**What you should do:**
For every line below, set down an identical copy.

**Records for this task:**

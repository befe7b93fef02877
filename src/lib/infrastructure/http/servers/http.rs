//! Plain HTTP application server

use std::net::{SocketAddr, TcpListener};

use anyhow::{Context, Result};
use async_trait::async_trait;
use axum::Router;
use axum_server::Handle;
use tracing::{debug, info};

use crate::{
    domain::contact::ContactService,
    infrastructure::http::{router, shutdown_signal, state::AppState, Server},
};

/// The application's HTTP server
#[derive(Debug)]
pub struct HttpServer {
    router: Router,
    listener: TcpListener,
}

impl HttpServer {
    /// Returns a new HTTP server bound to `address`.
    pub async fn new(address: SocketAddr, state: AppState<impl ContactService>) -> Result<Self> {
        let listener = TcpListener::bind(address)
            .with_context(|| format!("failed to listen on {address}"))?;
        listener
            .set_nonblocking(true)
            .context("failed to make listener non-blocking")?;

        Ok(Self {
            router: router(state),
            listener,
        })
    }

    /// The address the server is bound to
    pub fn local_addr(&self) -> Result<SocketAddr> {
        self.listener
            .local_addr()
            .context("failed to get local address")
    }

    /// Serves requests until `handle` is shut down, draining open connections first.
    pub async fn serve(self, handle: Handle) -> Result<()> {
        debug!("HTTP Server listening on {}", self.local_addr()?);

        axum_server::from_tcp(self.listener)
            .handle(handle)
            .serve(self.router.into_make_service())
            .await
            .context("server error")?;

        info!("HTTP server stopped");

        Ok(())
    }
}

#[async_trait]
impl Server for HttpServer {
    /// Runs the HTTP server.
    #[mutants::skip]
    async fn run(self) -> Result<()> {
        let handle = Handle::new();
        tokio::spawn(shutdown_signal(Some(handle.clone())));

        self.serve(handle).await
    }
}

**Exercise output:**
repository befe7b93fef02877
filename src/lib/infrastructure/http/servers/http.rs
//! Plain HTTP application server

use std::net::{SocketAddr, TcpListener};

use anyhow::{Context, Result};
use async_trait::async_trait;
use axum::Router;
use axum_server::Handle;
use tracing::{debug, info};

use crate::{
    domain::contact::ContactService,
    infrastructure::http::{router, shutdown_signal, state::AppState, Server},
};

/// The application's HTTP server
#[derive(Debug)]
pub struct HttpServer {
    router: Router,
    listener: TcpListener,
}

impl HttpServer {
    /// Returns a new HTTP server bound to `address`.
    pub async fn new(address: SocketAddr, state: AppState<impl ContactService>) -> Result<Self> {
        let listener = TcpListener::bind(address)
            .with_context(|| format!("failed to listen on {address}"))?;
        listener
            .set_nonblocking(true)
            .context("failed to make listener non-blocking")?;

        Ok(Self {
            router: router(state),
            listener,
        })
    }

    /// The address the server is bound to
    pub fn local_addr(&self) -> Result<SocketAddr> {
        self.listener
            .local_addr()
            .context("failed to get local address")
    }

    /// Serves requests until `handle` is shut down, draining open connections first.
    pub async fn serve(self, handle: Handle) -> Result<()> {
        debug!("HTTP Server listening on {}", self.local_addr()?);

        axum_server::from_tcp(self.listener)
            .handle(handle)
            .serve(self.router.into_make_service())
            .await
            .context("server error")?;

        info!("HTTP server stopped");

        Ok(())
    }
}

#[async_trait]
impl Server for HttpServer {
    /// Runs the HTTP server.
    #[mutants::skip]
    async fn run(self) -> Result<()> {
        let handle = Handle::new();
        tokio::spawn(shutdown_signal(Some(handle.clone())));

        self.serve(handle).await
    }
}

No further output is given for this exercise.